Consider the entries given below. Count the lines that include "NotificationKind" and give only the count.
=== Records for processing ===
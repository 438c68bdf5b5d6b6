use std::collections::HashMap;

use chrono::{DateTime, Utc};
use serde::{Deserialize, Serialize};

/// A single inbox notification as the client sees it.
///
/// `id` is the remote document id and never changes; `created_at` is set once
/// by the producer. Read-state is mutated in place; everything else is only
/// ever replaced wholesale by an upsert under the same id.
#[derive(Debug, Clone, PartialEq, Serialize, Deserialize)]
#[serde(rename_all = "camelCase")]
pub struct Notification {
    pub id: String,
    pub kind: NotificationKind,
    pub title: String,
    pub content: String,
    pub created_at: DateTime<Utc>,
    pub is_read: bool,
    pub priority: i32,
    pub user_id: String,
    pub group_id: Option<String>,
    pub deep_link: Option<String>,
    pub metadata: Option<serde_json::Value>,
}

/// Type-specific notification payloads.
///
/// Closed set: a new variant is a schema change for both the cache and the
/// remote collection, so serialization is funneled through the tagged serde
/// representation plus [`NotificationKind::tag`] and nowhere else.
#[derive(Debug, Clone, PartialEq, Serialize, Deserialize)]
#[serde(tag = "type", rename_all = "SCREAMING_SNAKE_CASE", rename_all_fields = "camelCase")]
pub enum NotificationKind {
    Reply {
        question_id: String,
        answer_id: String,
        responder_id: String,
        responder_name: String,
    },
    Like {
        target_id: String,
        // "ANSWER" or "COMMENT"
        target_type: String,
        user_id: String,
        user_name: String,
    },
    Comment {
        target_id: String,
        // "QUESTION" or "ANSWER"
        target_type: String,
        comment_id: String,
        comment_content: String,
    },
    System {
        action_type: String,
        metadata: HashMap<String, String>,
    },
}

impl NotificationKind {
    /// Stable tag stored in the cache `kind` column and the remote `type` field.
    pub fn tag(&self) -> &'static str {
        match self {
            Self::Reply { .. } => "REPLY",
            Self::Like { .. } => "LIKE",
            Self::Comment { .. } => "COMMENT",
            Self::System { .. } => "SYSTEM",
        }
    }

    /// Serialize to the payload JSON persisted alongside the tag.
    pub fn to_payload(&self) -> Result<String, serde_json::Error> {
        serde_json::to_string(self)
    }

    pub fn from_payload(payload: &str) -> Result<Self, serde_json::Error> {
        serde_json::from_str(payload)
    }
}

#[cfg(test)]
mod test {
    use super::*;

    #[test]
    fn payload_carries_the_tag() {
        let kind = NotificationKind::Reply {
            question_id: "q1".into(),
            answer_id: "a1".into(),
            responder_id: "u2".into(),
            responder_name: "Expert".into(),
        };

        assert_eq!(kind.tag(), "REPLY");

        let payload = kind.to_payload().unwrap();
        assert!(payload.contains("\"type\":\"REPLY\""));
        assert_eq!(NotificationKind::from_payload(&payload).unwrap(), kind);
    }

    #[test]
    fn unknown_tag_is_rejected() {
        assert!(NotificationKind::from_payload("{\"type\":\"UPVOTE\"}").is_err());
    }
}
===
**Result below**. 7